The obvious tension in the Legion was broken by a match being struck. George turned to see Dan McCray lighting up his pipe. It was a good pipe. It had intricately carved designs running all along the side and everyone at the Legion was happy to see it when Dan managed to visit the Legion. With his cancer so far along, he had been around less and less.

Barry suddenly tapped Dan’s shoulder. He took great care not to touch his hair or long beard when trying to get his attention. Everyone turned to see the history about to unfold.
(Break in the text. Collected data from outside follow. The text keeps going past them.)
use sea_orm_migration::prelude::*;

#[derive(DeriveMigrationName)]
pub struct Migration;

#[async_trait::async_trait]
impl MigrationTrait for Migration {
    async fn up(&self, manager: &SchemaManager) -> Result<(), DbErr> {
        // Services: lookups by category and name-ordered listings
        manager
            .create_index(
                Index::create()
                    .name("idx_services_category")
                    .table(Services::Table)
                    .col(Services::CategoryId)
                    .to_owned(),
            )
            .await?;

        // Categories: non-unique, listings are ordered by name
        manager
            .create_index(
                Index::create()
                    .name("idx_categories_name")
                    .table(Categories::Table)
                    .col(Categories::Name)
                    .to_owned(),
            )
            .await
    }

    async fn down(&self, manager: &SchemaManager) -> Result<(), DbErr> {
        manager
            .drop_index(Index::drop().name("idx_services_category").table(Services::Table).to_owned())
            .await?;
        manager
            .drop_index(Index::drop().name("idx_categories_name").table(Categories::Table).to_owned())
            .await
    }
}

#[derive(DeriveIden)]
enum Services { Table, CategoryId }

#[derive(DeriveIden)]
enum Categories { Table, Name }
Dan was the last to rotate his wheelchair to face him.

“Dan—I’m not sure if you’ve been told about this, but—it’s the smoking. It’s been banned from the Legion.”

Dan’s eyes widened. He looked down at the floor, then at his lit pipe, trying to process what had just been said.

“Banned.” He took the pipe out of his mouth and looked at it. George wondered if he was looking for some sort of band that had been attached to it without him knowing. Maybe he was confused.

“Sorry, Dan. It’s the rules from the head office. And, well, we gotta follow the rules.”

“Or else what, you little pissant—” Alex raised himself slightly from his wheelchair. George’s neck craned expectantly.

“No, Al. Don’t bother buddy.” Dan dropped the tobacco out of his pipe on the table. Barry then hightailed it to the fridge and outside “for a smoke”.

At the end of the night, George was tired of watching Alex and his magic index finger, “Well, it’s time to call it in. See you next week, there, Dougie.”

“’night, Georgie.”

Outside, George stopped to take in the fresh air. As he leaned over slightly to light a cigarette between his coat collars, he overheard Barry—loud and drunk, speaking to a bobbing head.

“Well, these things have to go change some time, fuck—it’s the rules from the Legion, I can’t change it—it’s my duty now. Probably a good thing anyways, hell it’s just to keep us all from ending up in the way Dan is now—”

George tuned him out as he stumbled toward his car.

The next Wednesday, George once again smiled as he creaked open the pale blue doors. He smelled. He removed his coat and glanced around—sigh. He wondered if he would see Dan this week.

He tried hanging his coat on the plastic hangers at least three times before he threw it on the shelf above the rack with everyone else’s.

Shoes squeaked along the linoleum hall and he passed by the fold-out tables. George paused briefly before his hand instinctively swept the table. His fingers formed a fist and he held it centimeters above the surface. He gazed into the blue plastic.

If Dan had just read the damn newsletter none of that scene that happened last week would have been necessary, he thought. But it had happened. And this week everyone’s smokes are still in their coat pockets.

George didn’t bother grabbing his back as he entered the Hall. Somehow, it didn’t seem to matter.